As companies settle into a new routine of hybrid and flexible working arrangements post-COVID and reimagine their workplaces with this in mind, one company that specialises in office design solutions is also seeing a sharp uptick in clients wanting to utilise their outdoor spaces.
Ministry of Furniture, one of the most forward-thinking suppliers of loose and fitted furniture in Wales, had already seen a change in the way in which clients use premises. A shift to hybrid and flexible working prompted many firms to reconsider the nature of their office environment – and how much space they need.

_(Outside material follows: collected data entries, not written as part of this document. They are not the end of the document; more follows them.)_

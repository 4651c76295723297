/*!
 * Authentication context extractor
 *
 * Responsibility:
 * - Hand the authorized request context (AuthCtx) to handlers
 * - axum-specific code lives in core; the type itself lives in types
 */

mod core;
mod types;

pub use self::core::AuthCtxExtractor;
pub use self::types::AuthCtx;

Hotdesking and mixed working environments are being introduced as companies reimagine the office, scrapping outdated principles of set desks and offices.
Some of the designs it can implement include flexible and informal breakout and workspaces incorporating pods and booths, which can also be powered by cutting-edge portable power banks, eclipsing the need for building costly fixed partitions and rewiring buildings based on new sets of plans.

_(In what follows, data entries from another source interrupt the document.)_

use crate::services::auth::{AuthError, RoleSet};

pub const ROLE_USER: &str = "USER";
pub const ROLE_ADMIN: &str = "ADMIN";

/// Role requirement checked by the access gate.
#[derive(Debug, Clone, PartialEq, Eq)]
pub enum RolePredicate {
    HasAnyOf(Vec<String>),
    Has(String),
}

impl RolePredicate {
    /// has-any-of {USER, ADMIN}
    pub fn user_or_admin() -> Self {
        Self::HasAnyOf(vec![ROLE_USER.to_string(), ROLE_ADMIN.to_string()])
    }

    /// has {ADMIN}
    pub fn admin() -> Self {
        Self::Has(ROLE_ADMIN.to_string())
    }

    pub fn is_satisfied_by(&self, roles: &RoleSet) -> bool {
        match self {
            Self::HasAnyOf(any) => any.iter().any(|r| roles.contains(r)),
            Self::Has(role) => roles.contains(role),
        }
    }

    fn describe(&self) -> String {
        match self {
            Self::HasAnyOf(any) => any.join(" or "),
            Self::Has(role) => role.clone(),
        }
    }
}

#[derive(Debug, Clone, PartialEq, Eq)]
pub enum AccessDecision {
    Allow(RoleSet),
    Deny { reason: String },
}

impl AccessDecision {
    pub fn is_allowed(&self) -> bool {
        matches!(self, Self::Allow(_))
    }

    /// Allow => the discovered roles; Deny => `AuthError::Forbidden`.
    pub fn into_result(self) -> Result<RoleSet, AuthError> {
        match self {
            Self::Allow(roles) => Ok(roles),
            Self::Deny { reason } => Err(AuthError::Forbidden(reason)),
        }
    }
}

/// Pure set-membership check; the full role set is handed back on success.
pub fn require(roles: RoleSet, predicate: &RolePredicate) -> AccessDecision {
    if predicate.is_satisfied_by(&roles) {
        AccessDecision::Allow(roles)
    } else {
        AccessDecision::Deny {
            reason: format!("token is valid but lacks role {}", predicate.describe()),
        }
    }
}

But in addition to reimagining the internal workplace, companies are also looking outside for inspiration and reconsidering how they can use the wider environment in an innovative way that can drive creativity, teamwork and culture – and enhance the wellbeing of employees.

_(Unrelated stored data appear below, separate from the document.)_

//! Time-bounded realm key cache.
//!
//! Wraps another `KeyProvider`; disabled unless `KEY_CACHE_BACKEND` selects a backend.
//! Cache failures fail open (logged, then treated as a miss). Fetch errors are never cached.
//! Evictions after a failed signature are spaced at least `min_refresh` apart, so forged
//! tokens cannot force an identity provider round-trip per request.

use std::time::{Duration, Instant};

use async_trait::async_trait;
use tokio::sync::Mutex;

use crate::services::auth::key_provider::{KeyProvider, SigningKey};
use crate::services::auth::AuthError;
use crate::services::cache::CacheClient;

pub struct CachedKeyProvider<P, C> {
    inner: P,
    cache: C,
    ttl: Duration,
    cache_key: String,
    min_refresh: Duration,
    last_eviction: Mutex<Option<Instant>>,
}

impl<P: KeyProvider, C: CacheClient> CachedKeyProvider<P, C> {
    pub fn new(inner: P, cache: C, ttl: Duration) -> Self {
        let cache_key = format!("realm-key:{}", inner.key_id());
        Self {
            inner,
            cache,
            ttl,
            cache_key,
            min_refresh: Duration::ZERO,
            last_eviction: Mutex::new(None),
        }
    }

    /// Ignore eviction requests arriving within `interval` of the previous eviction.
    pub fn with_min_refresh(mut self, interval: Duration) -> Self {
        self.min_refresh = interval;
        self
    }

    pub fn cache_key(&self) -> &str {
        &self.cache_key
    }
}

impl<P, C: CacheClient> std::fmt::Debug for CachedKeyProvider<P, C> {
    fn fmt(&self, f: &mut std::fmt::Formatter<'_>) -> std::fmt::Result {
        f.debug_struct("CachedKeyProvider")
            .field("backend", &self.cache.backend_name())
            .field("cache_key", &self.cache_key)
            .field("ttl", &self.ttl)
            .field("min_refresh", &self.min_refresh)
            .finish()
    }
}

#[async_trait]
impl<P: KeyProvider, C: CacheClient> KeyProvider for CachedKeyProvider<P, C> {
    fn key_id(&self) -> &str {
        self.inner.key_id()
    }

    async fn fetch_public_key(&self) -> Result<SigningKey, AuthError> {
        match self.cache.get_string(&self.cache_key).await {
            Ok(Some(pem)) => return Ok(SigningKey::from_pem(pem)),
            Ok(None) => {}
            Err(err) => {
                tracing::warn!(
                    error = %err,
                    backend = self.cache.backend_name(),
                    "key cache read failed; fetching from identity provider"
                );
            }
        }

        let key = self.inner.fetch_public_key().await?;

        if let Err(err) = self
            .cache
            .set_with_ttl(&self.cache_key, key.pem(), self.ttl)
            .await
        {
            tracing::warn!(
                error = %err,
                backend = self.cache.backend_name(),
                "key cache write failed"
            );
        }

        Ok(key)
    }

    async fn invalidate(&self) {
        {
            let mut last = self.last_eviction.lock().await;
            if last.is_some_and(|at| at.elapsed() < self.min_refresh) {
                tracing::debug!(cache_key = %self.cache_key, "key evicted recently; keeping cached key");
                return;
            }
            *last = Some(Instant::now());
        }

        if let Err(err) = self.cache.del(&self.cache_key).await {
            tracing::warn!(
                error = %err,
                backend = self.cache.backend_name(),
                "key cache eviction failed"
            );
        }
        self.inner.invalidate().await;
    }
}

The last of these drivers is a key topic in larger companies, from facilities management to HR, there is a growing realisation that wellbeing, including physical, mental and emotional health, is an increasingly important consideration in office design and workplace management. Getting it right can significantly impact employee satisfaction, productivity, and overall performance.
For companies with the luxury of land attached to their premises, Ministry of Furniture is designing in outdoor furniture options, canopies and other amenities that can allow the workforce fresh air and a change of scenery. Some companies are leveraging previously ignored rooftops as accessible outdoor spaces, which some are landscaping, and some are even planting fruit and vegetables to help engage and destress employees.
For companies without the luxury of easily accessible outdoor spaces there is another option. Ministry is also working with some clients to create biophilic office spaces – a term that refers to the idea of bringing the outdoors indoors. From living walls to office gardens, there are a number of ways plants and other greenery can be incorporated into office design.
Graham Hirst, Managing Director, Ministry of Furniture, said:
“The working environment fundamentally changed during the COVID pandemic, but many companies are now embracing the positives of that. We had already seen a big change in how clients wished to use their internal space – now we are seeing more enquiries where they also want that transformation to extend to the outdoors.
“This represents a fascinating new challenge for us – but one we are embracing. Getting the workplace environment right can be positive in so many ways, from enhancing wellbeing to increasing productivity, creativity and driving a positive culture within firms. Employees want to feel their workplace is inspiring and commute-worthy – and we relish helping our clients achieve that.”